__Task goal__.
How many lines of the data include the string "Self"? State the number and nothing else.

Source records
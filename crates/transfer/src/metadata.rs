//! Filename metadata extraction via ordered pattern rules.

use std::collections::HashMap;

use regex::Regex;
use serde::{Deserialize, Serialize};

/// One extraction rule: a named regex with the capture fields to lift.
#[derive(Debug, Clone, Serialize, Deserialize)]
pub struct MetadataRule {
    /// Rule name, recorded under `_pattern` when the rule matches.
    pub name: String,
    /// Pattern with named capture groups.
    #[serde(with = "serde_regex")]
    pub pattern: Regex,
    /// Capture group names to copy into the metadata map.
    pub fields: Vec<String>,
}

impl MetadataRule {
    /// Builds a rule from a pattern string.
    pub fn new(name: &str, pattern: &str, fields: &[&str]) -> Result<Self, regex::Error> {
        Ok(Self {
            name: name.to_string(),
            pattern: Regex::new(pattern)?,
            fields: fields.iter().map(|f| f.to_string()).collect(),
        })
    }
}

/// Derives structured metadata from a filename.
///
/// Always includes `originalName` and the lowercased `extension`. Rules are
/// tried in order; the first match contributes its captured fields plus a
/// `_pattern` marker naming the rule, and no further rules are evaluated.
/// Unmatched capture fields are simply absent.
pub fn extract_metadata(filename: &str, rules: &[MetadataRule]) -> HashMap<String, String> {
    let mut metadata = HashMap::new();
    metadata.insert("originalName".to_string(), filename.to_string());

    for rule in rules {
        if let Some(captures) = rule.pattern.captures(filename) {
            metadata.insert("_pattern".to_string(), rule.name.clone());
            for field in &rule.fields {
                if let Some(value) = captures.name(field) {
                    metadata.insert(field.clone(), value.as_str().to_string());
                }
            }
            break;
        }
    }

    let extension = filename.rsplit_once('.').map(|(_, ext)| ext).unwrap_or("");
    metadata.insert("extension".to_string(), extension.to_lowercase());

    metadata
}

mod serde_regex {
    use regex::Regex;
    use serde::{Deserialize, Deserializer, Serializer, de::Error};

    pub fn serialize<S: Serializer>(re: &Regex, ser: S) -> Result<S::Ok, S::Error> {
        ser.serialize_str(re.as_str())
    }

    pub fn deserialize<'de, D: Deserializer<'de>>(de: D) -> Result<Regex, D::Error> {
        let s = String::deserialize(de)?;
        Regex::new(&s).map_err(D::Error::custom)
    }
}

#[cfg(test)]
mod tests {
    use super::*;

    fn video_rule() -> MetadataRule {
        MetadataRule::new("video", r"^(?P<camera>\w+)-(?P<ts>\d+)", &["camera", "ts"]).unwrap()
    }

    #[test]
    fn matching_rule_contributes_fields() {
        let metadata = extract_metadata("gopro-12345.mp4", &[video_rule()]);
        assert_eq!(metadata.get("camera").unwrap(), "gopro");
        assert_eq!(metadata.get("ts").unwrap(), "12345");
        assert_eq!(metadata.get("_pattern").unwrap(), "video");
        assert_eq!(metadata.get("originalName").unwrap(), "gopro-12345.mp4");
        assert_eq!(metadata.get("extension").unwrap(), "mp4");
        assert_eq!(metadata.len(), 5);
    }

    #[test]
    fn no_match_yields_defaults_only() {
        let metadata = extract_metadata("holiday snap.jpeg", &[video_rule()]);
        assert_eq!(metadata.get("originalName").unwrap(), "holiday snap.jpeg");
        assert_eq!(metadata.get("extension").unwrap(), "jpeg");
        assert_eq!(metadata.len(), 2);
    }

    #[test]
    fn first_matching_rule_wins() {
        let rules = vec![
            MetadataRule::new("dated", r"^(?P<date>\d{4}-\d{2}-\d{2})", &["date"]).unwrap(),
            MetadataRule::new("anything", r"^(?P<stem>\w+)", &["stem"]).unwrap(),
        ];
        let metadata = extract_metadata("2024-06-01-hike.jpg", &rules);
        assert_eq!(metadata.get("_pattern").unwrap(), "dated");
        assert_eq!(metadata.get("date").unwrap(), "2024-06-01");
        assert!(!metadata.contains_key("stem"));
    }

    #[test]
    fn absent_capture_groups_are_omitted() {
        let rule = MetadataRule::new(
            "loose",
            r"^(?P<stem>[a-z]+)(?:_(?P<variant>\d+))?",
            &["stem", "variant"],
        )
        .unwrap();
        let metadata = extract_metadata("banner.png", &[rule]);
        assert_eq!(metadata.get("stem").unwrap(), "banner");
        assert!(!metadata.contains_key("variant"));
    }

    #[test]
    fn extension_is_lowercased() {
        let metadata = extract_metadata("REPORT.PDF", &[]);
        assert_eq!(metadata.get("extension").unwrap(), "pdf");
    }

    #[test]
    fn no_extension_yields_empty_string() {
        let metadata = extract_metadata("Makefile", &[]);
        assert_eq!(metadata.get("extension").unwrap(), "");
    }

    #[test]
    fn rules_roundtrip_through_serde() {
        let json = r#"{"name":"video","pattern":"^(?P<camera>\\w+)","fields":["camera"]}"#;
        let rule: MetadataRule = serde_json::from_str(json).unwrap();
        assert_eq!(rule.name, "video");
        let metadata = extract_metadata("gopro-1.mp4", &[rule]);
        assert_eq!(metadata.get("camera").unwrap(), "gopro");
    }
}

__Task solution__.
2